Angela Arney (b. Hampshire, England) was a British writer of romance novels since 1984. She was the nineteenth elected Chairman (1997–1999) of the Romantic Novelists' Association.

==Biography==
Angela Arney was born and has lived for most of her life in Hampshire, England, and went to school in Winchester. However, since 2001, she lives in Marchwood, near Southampton. Angela has a son (who she wrote The Second Wife about), a daughter, and four grandchildren.

Angela has been a successful published writer of 16 short romantic suspense stories as well as 7 long romance novels since 1984. She was the nineteenth elected Chairman (1997–1999) of the Romantic Novelists' Association, the Plenary Speaker at the Winchester Writers' Conference in 1999, Writer in Residence for the week-long Kent Festival of Literature September 2000, a tutor at most of the annual Winchester Conferences for Writers, and also taught at Southampton University.
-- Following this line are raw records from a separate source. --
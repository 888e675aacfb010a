// SPDX-FileCopyrightText: 2026 Concierge Contributors
// SPDX-License-Identifier: MIT OR Apache-2.0

//! HTTP client for the Gemini `generateContent` API.

use std::time::Duration;

use concierge_core::ConciergeError;
use reqwest::header::{HeaderMap, HeaderValue};
use secrecy::{ExposeSecret, SecretString};
use tracing::debug;

use crate::types::{ApiErrorResponse, GenerateContentRequest, GenerateContentResponse};

/// HTTP client for Gemini API communication.
///
/// The API key travels in the `x-goog-api-key` header, marked sensitive so it
/// never shows up in debug output. There is no retry logic.
#[derive(Debug, Clone)]
pub struct GeminiClient {
    client: reqwest::Client,
    base_url: String,
}

impl GeminiClient {
    pub fn new(
        api_key: &SecretString,
        base_url: impl Into<String>,
        timeout: Duration,
    ) -> Result<Self, ConciergeError> {
        let mut key = HeaderValue::from_str(api_key.expose_secret()).map_err(|e| {
            ConciergeError::Config(format!("invalid Gemini API key header value: {e}"))
        })?;
        key.set_sensitive(true);

        let mut headers = HeaderMap::new();
        headers.insert("x-goog-api-key", key);
        headers.insert("content-type", HeaderValue::from_static("application/json"));

        let client = reqwest::Client::builder()
            .default_headers(headers)
            .timeout(timeout)
            .build()
            .map_err(|e| ConciergeError::Provider {
                message: format!("failed to build HTTP client: {e}"),
                source: Some(Box::new(e)),
            })?;

        Ok(Self {
            client,
            base_url: base_url.into().trim_end_matches('/').to_string(),
        })
    }

    fn endpoint(&self, model: &str) -> String {
        format!("{}/v1beta/models/{model}:generateContent", self.base_url)
    }

    /// Sends one `generateContent` request and returns the parsed response.
    pub async fn generate_content(
        &self,
        model: &str,
        request: &GenerateContentRequest,
    ) -> Result<GenerateContentResponse, ConciergeError> {
        let response = self
            .client
            .post(self.endpoint(model))
            .json(request)
            .send()
            .await
            .map_err(|e| ConciergeError::Provider {
                message: format!("HTTP request failed: {e}"),
                source: Some(Box::new(e)),
            })?;

        let status = response.status();
        debug!(status = %status, model, "gemini response received");

        let body = response.text().await.map_err(|e| ConciergeError::Provider {
            message: format!("failed to read response body: {e}"),
            source: Some(Box::new(e)),
        })?;

        if !status.is_success() {
            let message = match serde_json::from_str::<ApiErrorResponse>(&body) {
                Ok(api_err) => format!(
                    "Gemini API error ({}): {}",
                    api_err.error.status.as_deref().unwrap_or("UNKNOWN"),
                    api_err.error.message
                ),
                Err(_) => format!("API returned {status}: {body}"),
            };
            return Err(ConciergeError::Provider {
                message,
                source: None,
            });
        }

        serde_json::from_str(&body).map_err(|e| ConciergeError::Provider {
            message: format!("failed to parse API response: {e}"),
            source: Some(Box::new(e)),
        })
    }
}
// SPDX-FileCopyrightText: 2026 Concierge Contributors
// SPDX-License-Identifier: MIT OR Apache-2.0

//! Provider selection from query length and configured credentials.

use concierge_core::ModelId;
use tracing::debug;

/// Queries with at least this many whitespace-separated words count as long.
pub const LONG_QUERY_WORDS: usize = 20;

/// Which provider credentials were present at startup.
///
/// Built once from configuration and injected; never re-read per request.
#[derive(Debug, Clone, Copy, Default, PartialEq, Eq)]
pub struct CredentialSet {
    pub gemini: bool,
    pub deepseek: bool,
}

impl CredentialSet {
    pub fn new(gemini: bool, deepseek: bool) -> Self {
        Self { gemini, deepseek }
    }

    /// True when at least one provider can be reached.
    pub fn any(&self) -> bool {
        self.gemini || self.deepseek
    }
}

/// Picks a catalog model for a query.
///
/// Short queries prefer the small Gemini model, long ones prefer DeepSeek.
/// Each preference falls back to the other provider when its credential is
/// missing. The fallback is unconditional, so a model is always returned even
/// with no credentials; the provider then reports the missing key.
#[derive(Debug, Clone)]
pub struct ProviderSelector {
    credentials: CredentialSet,
    long_query_words: usize,
}

impl ProviderSelector {
    pub fn new(credentials: CredentialSet) -> Self {
        Self {
            credentials,
            long_query_words: LONG_QUERY_WORDS,
        }
    }

    /// Overrides the long-query threshold.
    pub fn with_long_query_words(mut self, words: usize) -> Self {
        self.long_query_words = words;
        self
    }

    pub fn credentials(&self) -> CredentialSet {
        self.credentials
    }

    pub fn select(&self, text: &str) -> ModelId {
        let words = text.split_whitespace().count();
        let long = words >= self.long_query_words;

        let model = match (long, self.credentials) {
            (false, CredentialSet { gemini: true, .. }) => ModelId::GeminiFlash8b,
            (false, _) => ModelId::DeepSeeker,
            (true, CredentialSet { deepseek: true, .. }) => ModelId::DeepSeeker,
            (true, _) => ModelId::GeminiFlash,
        };

        debug!(words, long, model = model.as_str(), "selected model");
        model
    }
}

#[cfg(test)]
mod tests {
    use super::*;

    fn words(n: usize) -> String {
        vec!["word"; n].join(" ")
    }

    #[test]
    fn short_query_prefers_small_gemini() {
        let selector = ProviderSelector::new(CredentialSet::new(true, true));
        assert_eq!(selector.select("hello there"), ModelId::GeminiFlash8b);
    }

    #[test]
    fn short_query_without_gemini_goes_to_deepseek() {
        let selector = ProviderSelector::new(CredentialSet::new(false, true));
        assert_eq!(selector.select("hello there"), ModelId::DeepSeeker);
    }

    #[test]
    fn long_query_prefers_deepseek() {
        let selector = ProviderSelector::new(CredentialSet::new(true, true));
        assert_eq!(selector.select(&words(25)), ModelId::DeepSeeker);
    }

    #[test]
    fn long_query_without_deepseek_goes_to_large_gemini() {
        let selector = ProviderSelector::new(CredentialSet::new(true, false));
        assert_eq!(selector.select(&words(25)), ModelId::GeminiFlash);
    }

    #[test]
    fn threshold_is_inclusive() {
        let selector = ProviderSelector::new(CredentialSet::new(true, true));
        assert_eq!(selector.select(&words(19)), ModelId::GeminiFlash8b);
        assert_eq!(selector.select(&words(20)), ModelId::DeepSeeker);
    }

    #[test]
    fn no_credentials_still_selects() {
        let selector = ProviderSelector::new(CredentialSet::default());
        assert_eq!(selector.select("hi"), ModelId::DeepSeeker);
        assert_eq!(selector.select(&words(30)), ModelId::GeminiFlash);
    }

    #[test]
    fn word_count_ignores_extra_whitespace() {
        let selector = ProviderSelector::new(CredentialSet::new(true, true));
        let spaced = format!("  {}  ", vec!["w"; 19].join("   \t"));
        assert_eq!(selector.select(&spaced), ModelId::GeminiFlash8b);
    }

    #[test]
    fn custom_threshold() {
        let selector =
            ProviderSelector::new(CredentialSet::new(true, true)).with_long_query_words(3);
        assert_eq!(selector.select("one two"), ModelId::GeminiFlash8b);
        assert_eq!(selector.select("one two three"), ModelId::DeepSeeker);
    }

    proptest::proptest! {
        #[test]
        fn selection_is_deterministic(
            text in "[a-z ]{0,200}",
            gemini in proptest::bool::ANY,
            deepseek in proptest::bool::ANY,
        ) {
            let selector = ProviderSelector::new(CredentialSet::new(gemini, deepseek));
            proptest::prop_assert_eq!(selector.select(&text), selector.select(&text));
        }

        #[test]
        fn configured_provider_is_used_when_preferred(n in 0usize..60) {
            let selector = ProviderSelector::new(CredentialSet::new(true, true));
            let model = selector.select(&words(n));
            if n < LONG_QUERY_WORDS {
                proptest::prop_assert_eq!(model, ModelId::GeminiFlash8b);
            } else {
                proptest::prop_assert_eq!(model, ModelId::DeepSeeker);
            }
        }
    }
}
She has also been a judge for "A Synopsis and First three pages of a novel" for the Sussex Writers' Conference, Is a reader for the New Writers Scheme (unpublished writers) and also reads partial manuscripts for a publisher. She is a speaker for various literary events up and down the country. Together with two other local authors, June Tate and Katie Fforde, she runs creative writing courses to tutor others.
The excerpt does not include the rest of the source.